# EXERCISE DESCRIPTION
The entries are to be written out again with no differences.

(Collection entries)
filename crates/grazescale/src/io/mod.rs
pub mod geojson;
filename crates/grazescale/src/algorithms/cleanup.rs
use image::{GrayImage, Luma};
use imageproc::{
    map::map_colors,
    region_labelling::{connected_components, Connectivity},
};
use tracing::debug;
use crate::{error::Result, traits::MaskCleaner};

const FOREGROUND: Luma<u8> = Luma([255]);
const BACKGROUND: Luma<u8> = Luma([0]);

/// Maps every pixel above `threshold` to 255 and everything else to 0
#[derive(Debug, Clone, Default)]
pub struct MaskBinarizer {
    pub threshold: u8,
}

impl MaskCleaner for MaskBinarizer {
    fn clean(&self, mask: &GrayImage) -> Result<GrayImage> {
        let threshold = self.threshold;
        Ok(map_colors(mask, |p| if p[0] > threshold { FOREGROUND } else { BACKGROUND }))
    }
}

/// Drops connected foreground components smaller than `min_size` pixels
#[derive(Debug, Clone)]
pub struct SmallObjectRemover {
    pub min_size: u32,
    pub connectivity: Connectivity,
}

impl Default for SmallObjectRemover {
    fn default() -> Self {
        Self {
            min_size: 100,
            connectivity: Connectivity::Four,
        }
    }
}

impl MaskCleaner for SmallObjectRemover {
    fn clean(&self, mask: &GrayImage) -> Result<GrayImage> {
        let labels = connected_components(mask, self.connectivity, BACKGROUND);

        let max_label = labels.pixels().map(|p| p[0]).max().unwrap_or(0) as usize;
        let mut sizes = vec![0u32; max_label + 1];
        for p in labels.pixels() {
            sizes[p[0] as usize] += 1;
        }

        let removed = sizes
            .iter()
            .skip(1)
            .filter(|&&size| size < self.min_size)
            .count();
        debug!(components = max_label, removed, min_size = self.min_size, "filtered mask components");

        Ok(GrayImage::from_fn(mask.width(), mask.height(), |x, y| {
            let label = labels.get_pixel(x, y)[0] as usize;
            if label != 0 && sizes[label] >= self.min_size {
                FOREGROUND
            } else {
                BACKGROUND
            }
        }))
    }
}

/// Fills background regions that are not 4-connected to the image border
#[derive(Debug, Clone, Default)]
pub struct HoleFiller;

impl MaskCleaner for HoleFiller {
    fn clean(&self, mask: &GrayImage) -> Result<GrayImage> {
        let (width, height) = mask.dimensions();
        if width == 0 || height == 0 {
            return Ok(mask.clone());
        }

        let background = map_colors(mask, |p| if p[0] == 0 { FOREGROUND } else { BACKGROUND });
        let labels = connected_components(&background, Connectivity::Four, BACKGROUND);

        let max_label = labels.pixels().map(|p| p[0]).max().unwrap_or(0) as usize;
        let mut touches_border = vec![false; max_label + 1];
        for x in 0..width {
            touches_border[labels.get_pixel(x, 0)[0] as usize] = true;
            touches_border[labels.get_pixel(x, height - 1)[0] as usize] = true;
        }
        for y in 0..height {
            touches_border[labels.get_pixel(0, y)[0] as usize] = true;
            touches_border[labels.get_pixel(width - 1, y)[0] as usize] = true;
        }

        let holes = touches_border.iter().skip(1).filter(|&&border| !border).count();
        debug!(holes, "filled enclosed mask holes");

        Ok(GrayImage::from_fn(width, height, |x, y| {
            let label = labels.get_pixel(x, y)[0] as usize;
            if mask.get_pixel(x, y)[0] != 0 || (label != 0 && !touches_border[label]) {
                FOREGROUND
            } else {
                BACKGROUND
            }
        }))
    }
}

#[cfg(test)]
mod tests {
    use super::*;

    fn fill_rect(img: &mut GrayImage, x0: u32, y0: u32, x1: u32, y1: u32, value: u8) {
        for y in y0..y1 {
            for x in x0..x1 {
                img.put_pixel(x, y, Luma([value]));
            }
        }
    }

    fn foreground_count(img: &GrayImage) -> usize {
        img.pixels().filter(|p| p[0] != 0).count()
    }

    #[test]
    fn test_binarizer_normalizes_values() {
        let mut mask = GrayImage::new(4, 1);
        mask.put_pixel(1, 0, Luma([1]));
        mask.put_pixel(2, 0, Luma([200]));

        let binary = MaskBinarizer::default().clean(&mask).expect("Should binarize");
        let values: Vec<u8> = binary.pixels().map(|p| p[0]).collect();
        assert_eq!(values, vec![0, 255, 255, 0]);
    }

    #[test]
    fn test_small_objects_are_removed() {
        let mut mask = GrayImage::new(60, 60);
        fill_rect(&mut mask, 5, 5, 25, 25, 255); // 400 px
        fill_rect(&mut mask, 40, 40, 49, 51, 255); // 99 px
        fill_rect(&mut mask, 40, 5, 50, 15, 255); // exactly 100 px

        let cleaned = SmallObjectRemover::default().clean(&mask).expect("Should clean");
        assert_eq!(foreground_count(&cleaned), 500);
        assert_eq!(cleaned.get_pixel(45, 45)[0], 0);
        assert_eq!(cleaned.get_pixel(45, 10)[0], 255);
    }

    #[test]
    fn test_diagonal_pixels_are_separate_components() {
        // Two 60 px blocks touching only at a corner: each is too small on its own
        let mut mask = GrayImage::new(40, 40);
        fill_rect(&mut mask, 0, 0, 10, 6, 255);
        fill_rect(&mut mask, 10, 6, 20, 12, 255);

        let cleaned = SmallObjectRemover::default().clean(&mask).expect("Should clean");
        assert_eq!(foreground_count(&cleaned), 0);

        let eight = SmallObjectRemover {
            min_size: 100,
            connectivity: Connectivity::Eight,
        };
        let cleaned = eight.clean(&mask).expect("Should clean");
        assert_eq!(foreground_count(&cleaned), 120);
    }

    #[test]
    fn test_enclosed_holes_are_filled() {
        let mut mask = GrayImage::new(50, 50);
        fill_rect(&mut mask, 10, 10, 40, 40, 255);
        fill_rect(&mut mask, 20, 20, 30, 30, 0);

        let filled = HoleFiller.clean(&mask).expect("Should fill");
        assert_eq!(foreground_count(&filled), 900);
        assert_eq!(filled.get_pixel(25, 25)[0], 255);
    }

    #[test]
    fn test_open_notches_are_not_filled() {
        let mut mask = GrayImage::new(50, 50);
        fill_rect(&mut mask, 10, 10, 40, 40, 255);
        // Notch cut in from the top edge of the square, reaching the background
        fill_rect(&mut mask, 20, 10, 30, 30, 0);

        let filled = HoleFiller.clean(&mask).expect("Should fill");
        assert_eq!(filled.get_pixel(25, 20)[0], 0);
        assert_eq!(foreground_count(&filled), 900 - 200);
    }

    #[test]
    fn test_hole_connected_diagonally_to_outside_is_filled() {
        // Background fill uses 4-connectivity, so a gap that only leaks
        // through a diagonal counts as enclosed.
        let mut mask = GrayImage::new(12, 12);
        fill_rect(&mut mask, 2, 2, 10, 10, 255);
        mask.put_pixel(5, 5, Luma([0]));
        mask.put_pixel(2, 2, Luma([0]));
        mask.put_pixel(3, 3, Luma([0]));

        let filled = HoleFiller.clean(&mask).expect("Should fill");
        assert_eq!(filled.get_pixel(5, 5)[0], 255);
        assert_eq!(filled.get_pixel(3, 3)[0], 255);
        assert_eq!(filled.get_pixel(2, 2)[0], 0);
    }

    #[test]
    fn test_empty_mask_stays_empty() {
        let mask = GrayImage::new(30, 20);
        let cleaned = SmallObjectRemover::default().clean(&mask).expect("Should clean");
        let filled = HoleFiller.clean(&cleaned).expect("Should fill");
        assert_eq!(foreground_count(&filled), 0);
    }
}
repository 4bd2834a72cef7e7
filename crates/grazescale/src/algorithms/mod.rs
pub mod enhancement;
pub mod cleanup;
pub mod extraction;
pub mod measurement;

pub use enhancement::*;
pub use cleanup::*;
pub use extraction::*;
pub use measurement::*;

# YOUR SOLUTION
filename crates/grazescale/src/io/mod.rs
pub mod geojson;
filename crates/grazescale/src/algorithms/cleanup.rs
use image::{GrayImage, Luma};
use imageproc::{
    map::map_colors,
    region_labelling::{connected_components, Connectivity},
};
use tracing::debug;
use crate::{error::Result, traits::MaskCleaner};

const FOREGROUND: Luma<u8> = Luma([255]);
const BACKGROUND: Luma<u8> = Luma([0]);

/// Maps every pixel above `threshold` to 255 and everything else to 0
#[derive(Debug, Clone, Default)]
pub struct MaskBinarizer {
    pub threshold: u8,
}

impl MaskCleaner for MaskBinarizer {
    fn clean(&self, mask: &GrayImage) -> Result<GrayImage> {
        let threshold = self.threshold;
        Ok(map_colors(mask, |p| if p[0] > threshold { FOREGROUND } else { BACKGROUND }))
    }
}

/// Drops connected foreground components smaller than `min_size` pixels
#[derive(Debug, Clone)]
pub struct SmallObjectRemover {
    pub min_size: u32,
    pub connectivity: Connectivity,
}

impl Default for SmallObjectRemover {
    fn default() -> Self {
        Self {
            min_size: 100,
            connectivity: Connectivity::Four,
        }
    }
}

impl MaskCleaner for SmallObjectRemover {
    fn clean(&self, mask: &GrayImage) -> Result<GrayImage> {
        let labels = connected_components(mask, self.connectivity, BACKGROUND);

        let max_label = labels.pixels().map(|p| p[0]).max().unwrap_or(0) as usize;
        let mut sizes = vec![0u32; max_label + 1];
        for p in labels.pixels() {
            sizes[p[0] as usize] += 1;
        }

        let removed = sizes
            .iter()
            .skip(1)
            .filter(|&&size| size < self.min_size)
            .count();
        debug!(components = max_label, removed, min_size = self.min_size, "filtered mask components");

        Ok(GrayImage::from_fn(mask.width(), mask.height(), |x, y| {
            let label = labels.get_pixel(x, y)[0] as usize;
            if label != 0 && sizes[label] >= self.min_size {
                FOREGROUND
            } else {
                BACKGROUND
            }
        }))
    }
}

/// Fills background regions that are not 4-connected to the image border
#[derive(Debug, Clone, Default)]
pub struct HoleFiller;

impl MaskCleaner for HoleFiller {
    fn clean(&self, mask: &GrayImage) -> Result<GrayImage> {
        let (width, height) = mask.dimensions();
        if width == 0 || height == 0 {
            return Ok(mask.clone());
        }

        let background = map_colors(mask, |p| if p[0] == 0 { FOREGROUND } else { BACKGROUND });
        let labels = connected_components(&background, Connectivity::Four, BACKGROUND);

        let max_label = labels.pixels().map(|p| p[0]).max().unwrap_or(0) as usize;
        let mut touches_border = vec![false; max_label + 1];
        for x in 0..width {
            touches_border[labels.get_pixel(x, 0)[0] as usize] = true;
            touches_border[labels.get_pixel(x, height - 1)[0] as usize] = true;
        }
        for y in 0..height {
            touches_border[labels.get_pixel(0, y)[0] as usize] = true;
            touches_border[labels.get_pixel(width - 1, y)[0] as usize] = true;
        }

        let holes = touches_border.iter().skip(1).filter(|&&border| !border).count();
        debug!(holes, "filled enclosed mask holes");

        Ok(GrayImage::from_fn(width, height, |x, y| {
            let label = labels.get_pixel(x, y)[0] as usize;
            if mask.get_pixel(x, y)[0] != 0 || (label != 0 && !touches_border[label]) {
                FOREGROUND
            } else {
                BACKGROUND
            }
        }))
    }
}

#[cfg(test)]
mod tests {
    use super::*;

    fn fill_rect(img: &mut GrayImage, x0: u32, y0: u32, x1: u32, y1: u32, value: u8) {
        for y in y0..y1 {
            for x in x0..x1 {
                img.put_pixel(x, y, Luma([value]));
            }
        }
    }

    fn foreground_count(img: &GrayImage) -> usize {
        img.pixels().filter(|p| p[0] != 0).count()
    }

    #[test]
    fn test_binarizer_normalizes_values() {
        let mut mask = GrayImage::new(4, 1);
        mask.put_pixel(1, 0, Luma([1]));
        mask.put_pixel(2, 0, Luma([200]));

        let binary = MaskBinarizer::default().clean(&mask).expect("Should binarize");
        let values: Vec<u8> = binary.pixels().map(|p| p[0]).collect();
        assert_eq!(values, vec![0, 255, 255, 0]);
    }

    #[test]
    fn test_small_objects_are_removed() {
        let mut mask = GrayImage::new(60, 60);
        fill_rect(&mut mask, 5, 5, 25, 25, 255); // 400 px
        fill_rect(&mut mask, 40, 40, 49, 51, 255); // 99 px
        fill_rect(&mut mask, 40, 5, 50, 15, 255); // exactly 100 px

        let cleaned = SmallObjectRemover::default().clean(&mask).expect("Should clean");
        assert_eq!(foreground_count(&cleaned), 500);
        assert_eq!(cleaned.get_pixel(45, 45)[0], 0);
        assert_eq!(cleaned.get_pixel(45, 10)[0], 255);
    }

    #[test]
    fn test_diagonal_pixels_are_separate_components() {
        // Two 60 px blocks touching only at a corner: each is too small on its own
        let mut mask = GrayImage::new(40, 40);
        fill_rect(&mut mask, 0, 0, 10, 6, 255);
        fill_rect(&mut mask, 10, 6, 20, 12, 255);

        let cleaned = SmallObjectRemover::default().clean(&mask).expect("Should clean");
        assert_eq!(foreground_count(&cleaned), 0);

        let eight = SmallObjectRemover {
            min_size: 100,
            connectivity: Connectivity::Eight,
        };
        let cleaned = eight.clean(&mask).expect("Should clean");
        assert_eq!(foreground_count(&cleaned), 120);
    }

    #[test]
    fn test_enclosed_holes_are_filled() {
        let mut mask = GrayImage::new(50, 50);
        fill_rect(&mut mask, 10, 10, 40, 40, 255);
        fill_rect(&mut mask, 20, 20, 30, 30, 0);

        let filled = HoleFiller.clean(&mask).expect("Should fill");
        assert_eq!(foreground_count(&filled), 900);
        assert_eq!(filled.get_pixel(25, 25)[0], 255);
    }

    #[test]
    fn test_open_notches_are_not_filled() {
        let mut mask = GrayImage::new(50, 50);
        fill_rect(&mut mask, 10, 10, 40, 40, 255);
        // Notch cut in from the top edge of the square, reaching the background
        fill_rect(&mut mask, 20, 10, 30, 30, 0);

        let filled = HoleFiller.clean(&mask).expect("Should fill");
        assert_eq!(filled.get_pixel(25, 20)[0], 0);
        assert_eq!(foreground_count(&filled), 900 - 200);
    }

    #[test]
    fn test_hole_connected_diagonally_to_outside_is_filled() {
        // Background fill uses 4-connectivity, so a gap that only leaks
        // through a diagonal counts as enclosed.
        let mut mask = GrayImage::new(12, 12);
        fill_rect(&mut mask, 2, 2, 10, 10, 255);
        mask.put_pixel(5, 5, Luma([0]));
        mask.put_pixel(2, 2, Luma([0]));
        mask.put_pixel(3, 3, Luma([0]));

        let filled = HoleFiller.clean(&mask).expect("Should fill");
        assert_eq!(filled.get_pixel(5, 5)[0], 255);
        assert_eq!(filled.get_pixel(3, 3)[0], 255);
        assert_eq!(filled.get_pixel(2, 2)[0], 0);
    }

    #[test]
    fn test_empty_mask_stays_empty() {
        let mask = GrayImage::new(30, 20);
        let cleaned = SmallObjectRemover::default().clean(&mask).expect("Should clean");
        let filled = HoleFiller.clean(&cleaned).expect("Should fill");
        assert_eq!(foreground_count(&filled), 0);
    }
}
repository 4bd2834a72cef7e7
filename crates/grazescale/src/algorithms/mod.rs
pub mod enhancement;
pub mod cleanup;
pub mod extraction;
pub mod measurement;

pub use enhancement::*;
pub use cleanup::*;
pub use extraction::*;
pub use measurement::*;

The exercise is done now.